— Aim of the exercise —
A complete response lists each line of the data below that includes the word "Deserialize".

======== Dataset records

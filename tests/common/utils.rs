use secrecy::SecretString;
use serde_json::json;
use sqlx::{PgPool, PgConnection, Connection, Executor};
use std::net::TcpListener;
use std::sync::Arc;
use uuid::Uuid;
use once_cell::sync::Lazy;
use reqwest::Client;

use medlm_backend::run;
use medlm_backend::config::settings::{get_config, DatabaseSettings};
use medlm_backend::services::{FitbitService, GeminiService, MinIOService};
use medlm_backend::telemetry::{get_subscriber, init_subscriber};

// Ensure that the `tracing` stack is only initialised once using `once_cell`
static TRACING: Lazy<()> = Lazy::new(|| {
    let default_filter_level = "info".to_string();
    let subscriber_name = "test".to_string();

    if std::env::var("TEST_LOG").is_ok() {
        let subscriber = get_subscriber(
            subscriber_name,
            default_filter_level,
            std::io::stdout
        );
        init_subscriber(subscriber);
    } else {
        let subscriber = get_subscriber(
            subscriber_name,
            default_filter_level,
            std::io::sink
        );
        init_subscriber(subscriber);
    }
});

pub struct TestApp {
    pub address: String,
    pub db_pool: PgPool,
}

pub struct TestUser {
    pub user_id: Uuid,
    pub username: String,
    pub token: String,
}

/// Spawns the app on a random port against a fresh database.
///
/// The model key and Fitbit credentials are blanked so every model call
/// takes the fallback path and no request leaves the machine.
pub async fn spawn_app() -> TestApp {
    Lazy::force(&TRACING);

    let listener = TcpListener::bind("127.0.0.1:0")
        .expect("Failed to bind random port");
    let port = listener.local_addr().unwrap().port();
    let address = format!("http://127.0.0.1:{}", port);

    let mut configuration = get_config().expect("Failed to read configuration.");
    configuration.database.db_name = Uuid::new_v4().to_string();
    configuration.database.db_url = None;
    configuration.gemini.api_key = SecretString::new("".into());
    configuration.fitbit.client_id = String::new();
    configuration.fitbit.client_secret = SecretString::new("".into());

    let connection_pool = configure_db(&configuration.database).await;
    let gemini_service = GeminiService::new(configuration.gemini.clone())
        .expect("Failed to build Gemini client");
    let minio_service = MinIOService::new(&configuration.minio);
    // Only the document tests need storage; the others run without MinIO
    if let Err(e) = minio_service.init_bucket().await {
        tracing::warn!("MinIO bucket not available for tests: {}", e);
    }
    let fitbit_service = Arc::new(
        FitbitService::new(configuration.fitbit.clone(), configuration.jwt.secret.clone())
            .expect("Failed to build Fitbit client"),
    );

    let server = run(
        listener,
        connection_pool.clone(),
        configuration.jwt.clone(),
        gemini_service,
        minio_service,
        fitbit_service,
        configuration.application.allowed_origins.clone(),
    )
    .expect("Failed to bind address");
    // Launch the server as a background task
    let _ = tokio::spawn(server);

    TestApp {
        address,
        db_pool: connection_pool,
    }
}

pub async fn configure_db(config: &DatabaseSettings) -> PgPool {
    // Create database
    let mut connection = PgConnection::connect_with(&config.server_options())
        .await
        .expect("Failed to connect to Postgres");
    connection
        .execute(format!(r#"CREATE DATABASE "{}";"#, config.db_name).as_str())
        .await
        .expect("Failed to create database.");

    // Migrate database
    let connection_pool = PgPool::connect_with(
        config.connect_options().expect("Invalid database settings"),
    )
        .await
        .expect("Failed to connect to Postgres.");
    sqlx::migrate!("./migrations")
        .run(&connection_pool)
        .await
        .expect("Failed to migrate the database");

    connection_pool
}

pub async fn create_test_user_and_login(app_address: &str) -> TestUser {
    let client = Client::new();
    let username = format!("testuser{}", Uuid::new_v4().simple());
    let password = "password123";

    let register_response = client
        .post(&format!("{}/auth/register", app_address))
        .json(&json!({
            "username": username,
            "password": password
        }))
        .send()
        .await
        .expect("Failed to register user.");
    assert_eq!(register_response.status().as_u16(), 201);

    let login_response = client
        .post(&format!("{}/auth/login", app_address))
        .json(&json!({
            "username": username,
            "password": password
        }))
        .send()
        .await
        .expect("Failed to execute login request.");

    let login_response: serde_json::Value = login_response.json().await.expect("Failed to parse login response");
    let token = login_response["token"].as_str().expect("No token in response").to_string();

    TestUser {
        user_id: user_id_from_token(&token),
        username,
        token,
    }
}

/// Reads the `sub` claim without verifying the signature.
fn user_id_from_token(token: &str) -> Uuid {
    use base64::Engine;

    let payload = token.split('.').nth(1).expect("Malformed token");
    let bytes = base64::engine::general_purpose::URL_SAFE_NO_PAD
        .decode(payload)
        .expect("Token payload is not base64");
    let claims: serde_json::Value = serde_json::from_slice(&bytes).expect("Token payload is not JSON");
    Uuid::parse_str(claims["sub"].as_str().expect("No sub claim")).expect("sub is not a UUID")
}

pub async fn get_authed(client: &Client, url: &str, token: &str) -> reqwest::Response {
    client
        .get(url)
        .bearer_auth(token)
        .send()
        .await
        .expect("Failed to execute request.")
}

pub async fn post_authed(
    client: &Client,
    url: &str,
    token: &str,
    body: serde_json::Value,
) -> reqwest::Response {
    client
        .post(url)
        .bearer_auth(token)
        .json(&body)
        .send()
        .await
        .expect("Failed to execute request.")
}
use actix_web::{get, post, web, HttpResponse};
use sqlx::PgPool;

use crate::config::jwt::JwtSettings;
use crate::handlers::auth_handler::{auth_status, login_user, logout_user};
use crate::handlers::registration_handler::register_user;
use crate::middleware::auth::{AuthMiddleware, Claims};
use crate::models::auth::Credentials;

#[post("/register")]
async fn register(
    user_form: web::Json<Credentials>,
    pool: web::Data<PgPool>,
    jwt_settings: web::Data<JwtSettings>,
) -> HttpResponse {
    register_user(user_form, pool, jwt_settings).await
}

#[post("/login")]
async fn login(
    login_form: web::Json<Credentials>,
    pool: web::Data<PgPool>,
    jwt_settings: web::Data<JwtSettings>
) -> HttpResponse {
    login_user(login_form, pool, jwt_settings).await
}

#[post("/logout")]
async fn logout() -> HttpResponse {
    logout_user().await
}

#[get("/status", wrap = "AuthMiddleware")]
async fn status(claims: web::ReqData<Claims>) -> HttpResponse {
    auth_status(claims).await
}
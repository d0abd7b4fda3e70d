use crate::context::wearable_metrics::summary_bullet_lines;
use crate::models::llm::{ChatOutcome, LLMError};
use crate::models::wearable::WearableSummary;

/// Fixed preamble placed at the top of every prompt.
pub const SAFETY_PREAMBLE: &str = "You are a compassionate and knowledgeable AI health assistant.
You provide evidence-based health information and support, personalized to the user's profile and recent wearable data.

Important guidelines:
- Always be empathetic and supportive
- Provide accurate, evidence-based health information
- Consider the user's profile and wearable data when responding
- NEVER diagnose conditions or prescribe medications
- Always recommend consulting healthcare professionals for serious concerns
- Be clear about the limitations of AI health advice
- Prioritize user safety and well-being";

/// Notice opening every rule-based reply.
pub const SAFETY_NOTICE: &str = "I'm not able to reach the AI assistant right now, so here is some general guidance instead. \
This is not medical advice: please consult a healthcare professional for any serious or persistent concern, \
and contact emergency services if you feel unwell right now.";

const GENERIC_SUGGESTIONS: [&str; 4] = [
    "- Aim for 7-9 hours of sleep with a consistent bedtime.",
    "- Try to move regularly; around 150 minutes of moderate activity per week is a common target.",
    "- Stay hydrated and favour balanced meals with vegetables, whole grains and protein.",
    "- Take short breaks to manage stress, for example a walk or a few minutes of slow breathing.",
];

/// Build the prompt sent to the model.
///
/// Empty blocks are left out entirely, so an absent profile and no wearable
/// data give preamble plus question.
pub fn assemble_prompt(profile_block: &str, wearable_block: &str, question: &str) -> String {
    let mut prompt = String::from(SAFETY_PREAMBLE);
    prompt.push_str("\n\n");

    if !profile_block.trim().is_empty() {
        prompt.push_str("User Profile:\n");
        prompt.push_str(profile_block.trim_end());
        prompt.push_str("\n\n");
    }

    if !wearable_block.trim().is_empty() {
        prompt.push_str(wearable_block.trim_end());
        prompt.push_str("\n\n");
    }

    prompt.push_str("User Question: ");
    prompt.push_str(question);
    prompt.push_str("\n\nPlease provide a helpful, personalized response:");
    prompt
}

/// Suggestions that react to what the summary shows, ahead of the generic ones.
fn data_aware_suggestions(summary: &WearableSummary) -> Vec<String> {
    let mut suggestions = Vec::new();

    if let Some(steps) = &summary.steps {
        if steps.average_per_day < 7000.0 {
            suggestions.push(
                "- Your daily steps are on the lower side; a short walk after meals is an easy way to add more."
                    .to_string(),
            );
        }
    }
    if let Some(sleep) = &summary.sleep {
        if sleep.average_hours_per_night < 7.0 {
            suggestions.push(
                "- You are averaging under 7 hours of sleep; an earlier, regular bedtime may help.".to_string(),
            );
        }
    }
    if let Some(spo2) = &summary.spo2 {
        if spo2.average_percent < 95.0 {
            suggestions.push(
                "- Your average SpO2 is below 95%; if this persists or you feel short of breath, talk to a doctor."
                    .to_string(),
            );
        }
    }

    suggestions
}

/// Rule-based reply used when the model cannot answer.
///
/// Contains every bullet of the rendered wearable summary unchanged and the
/// question verbatim.
pub fn fallback_response(summary: &WearableSummary, question: &str) -> String {
    let mut sections: Vec<String> = vec![SAFETY_NOTICE.to_string()];

    let bullets = summary_bullet_lines(summary);
    if !bullets.is_empty() {
        sections.push(format!(
            "Here is a summary of your recent wearable data (last {} days):\n{}",
            summary.window_days,
            bullets.join("\n")
        ));
    }

    let mut suggestions = data_aware_suggestions(summary);
    suggestions.extend(GENERIC_SUGGESTIONS.iter().map(|s| s.to_string()));
    sections.push(format!("General wellness suggestions:\n{}", suggestions.join("\n")));

    sections.push(format!(
        "Your question was: \"{}\"\nPlease try again later for a personalized answer.",
        question
    ));

    sections.join("\n\n")
}

/// Turn a model result into the outcome that gets persisted.
pub fn resolve_outcome<F>(result: Result<String, LLMError>, fallback: F) -> ChatOutcome
where
    F: FnOnce() -> String,
{
    match result {
        Ok(text) => ChatOutcome::Generated { text },
        Err(e) => {
            tracing::warn!("Generative model call failed, using fallback: {}", e);
            ChatOutcome::Fallback {
                text: fallback(),
                reason: e.to_string(),
            }
        }
    }
}

// Task prompts. Each one frames a request as a question so it flows through
// the same assembly as chat.

pub fn followup_checkin_question(title: &str, notes: Option<&str>) -> String {
    let mut question = format!(
        "I just completed my health follow-up \"{}\".",
        title
    );
    if let Some(notes) = notes.map(str::trim).filter(|n| !n.is_empty()) {
        question.push_str(&format!(" My notes: {}", notes));
    }
    question.push_str(" Please give me a brief, encouraging check-in with one or two practical next steps.");
    question
}

pub const RECOMMENDATIONS_QUESTION: &str = "Based on my profile and recent wearable data, \
give me 3 to 5 specific, actionable recommendations to improve my activity, sleep and overall well-being.";

pub const INSIGHTS_QUESTION: &str = "Analyze my health data from the last 30 days. \
Point out notable patterns or changes, what is going well, and what I could focus on next.";

pub fn file_analysis_question(filename: &str, description: Option<&str>) -> String {
    let mut question = format!(
        "Please analyze the attached health document \"{}\" and explain it in plain language.",
        filename
    );
    if let Some(description) = description.map(str::trim).filter(|d| !d.is_empty()) {
        question.push_str(&format!(" The user describes it as: {}.", description));
    }
    question.push_str(" Highlight values that may deserve a follow-up with a healthcare professional.");
    question
}

/// File analysis fallback. There is no wearable summary in play so only
/// the notice and the file name are restated.
pub fn file_analysis_fallback(filename: &str) -> String {
    format!(
        "{}\n\nThe document \"{}\" was stored successfully but could not be analyzed right now. \
Please try again later, and share the document with your healthcare provider for an expert review.",
        SAFETY_NOTICE, filename
    )
}
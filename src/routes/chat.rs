use actix_web::{get, post, web, HttpResponse};
use sqlx::PgPool;

use crate::handlers::chat_handler::{chat_history, send_message};
use crate::middleware::auth::Claims;
use crate::models::chat::ChatRequest;
use crate::services::GeminiService;

#[post("")]
async fn send_chat_message(
    pool: web::Data<PgPool>,
    gemini: web::Data<GeminiService>,
    claims: web::ReqData<Claims>,
    data: web::Json<ChatRequest>,
) -> HttpResponse {
    send_message(pool, gemini, claims, data).await
}

#[get("/history")]
async fn get_chat_history(
    pool: web::Data<PgPool>,
    claims: web::ReqData<Claims>,
) -> HttpResponse {
    chat_history(pool, claims).await
}
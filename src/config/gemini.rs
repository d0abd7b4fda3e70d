use serde::Deserialize;
use secrecy::{ExposeSecret, SecretString};

#[derive(Deserialize, Debug, Clone)]
pub struct GeminiSettings {
    pub api_key: SecretString,
    pub model: String,
    pub base_url: String,
    pub timeout_secs: u64,
}

impl GeminiSettings {
    /// An empty key disables the model; every request takes the fallback path.
    pub fn is_configured(&self) -> bool {
        !self.api_key.expose_secret().trim().is_empty()
    }

    pub fn generate_content_url(&self) -> String {
        format!(
            "{}/models/{}:generateContent",
            self.base_url.trim_end_matches('/'),
            self.model
        )
    }
}
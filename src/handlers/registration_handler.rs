use actix_web::{web, HttpResponse};
use secrecy::ExposeSecret;
use serde_json::json;
use sqlx::PgPool;

use crate::config::jwt::JwtSettings;
use crate::db::users::{insert_user_with_profile, username_exists};
use crate::middleware::auth::issue_token;
use crate::models::auth::{AuthResponse, Credentials};
use crate::utils::password::hash_password;

#[tracing::instrument(
    name = "Adding a new user",
    // Don't show arguments
    skip(user_form, pool, jwt_settings),
    fields(
        username = %user_form.username
    )
)]
pub async fn register_user(
    user_form: web::Json<Credentials>,
    pool: web::Data<PgPool>,
    jwt_settings: web::Data<JwtSettings>,
) -> HttpResponse {
    let username = user_form.username.trim();
    if username.is_empty() || user_form.password.expose_secret().is_empty() {
        return HttpResponse::BadRequest().json(json!({
            "error": "Username and password are required"
        }));
    }

    match username_exists(&pool, username).await {
        Ok(true) => {
            return HttpResponse::BadRequest().json(json!({
                "error": "Username already exists"
            }));
        }
        Ok(false) => {}
        Err(e) => {
            tracing::error!("Failed to check username: {:?}", e);
            return HttpResponse::InternalServerError().finish();
        }
    }

    let password_hash = match hash_password(user_form.password.expose_secret()) {
        Ok(hash) => hash,
        Err(e) => {
            tracing::error!("Failed to hash password: {:?}", e);
            return HttpResponse::InternalServerError().finish();
        }
    };

    let user_id = match insert_user_with_profile(&pool, username, &password_hash).await {
        Ok(id) => id,
        // Lost a race against a concurrent registration of the same name
        Err(sqlx::Error::Database(db_err)) if db_err.is_unique_violation() => {
            return HttpResponse::BadRequest().json(json!({
                "error": "Username already exists"
            }));
        }
        Err(e) => {
            tracing::error!("Failed to register user: {:?}", e);
            return HttpResponse::InternalServerError().finish();
        }
    };

    let token = match issue_token(user_id, username, &jwt_settings) {
        Ok(t) => t,
        Err(e) => {
            tracing::error!("Error generating JWT token: {:?}", e);
            return HttpResponse::InternalServerError().finish();
        }
    };

    tracing::info!("User registered: {}", user_id);
    HttpResponse::Created().json(AuthResponse {
        message: "Registration successful".to_string(),
        username: username.to_string(),
        token,
    })
}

================

— Exercise result —
use serde::Deserialize;
#[derive(Deserialize, Debug, Clone)]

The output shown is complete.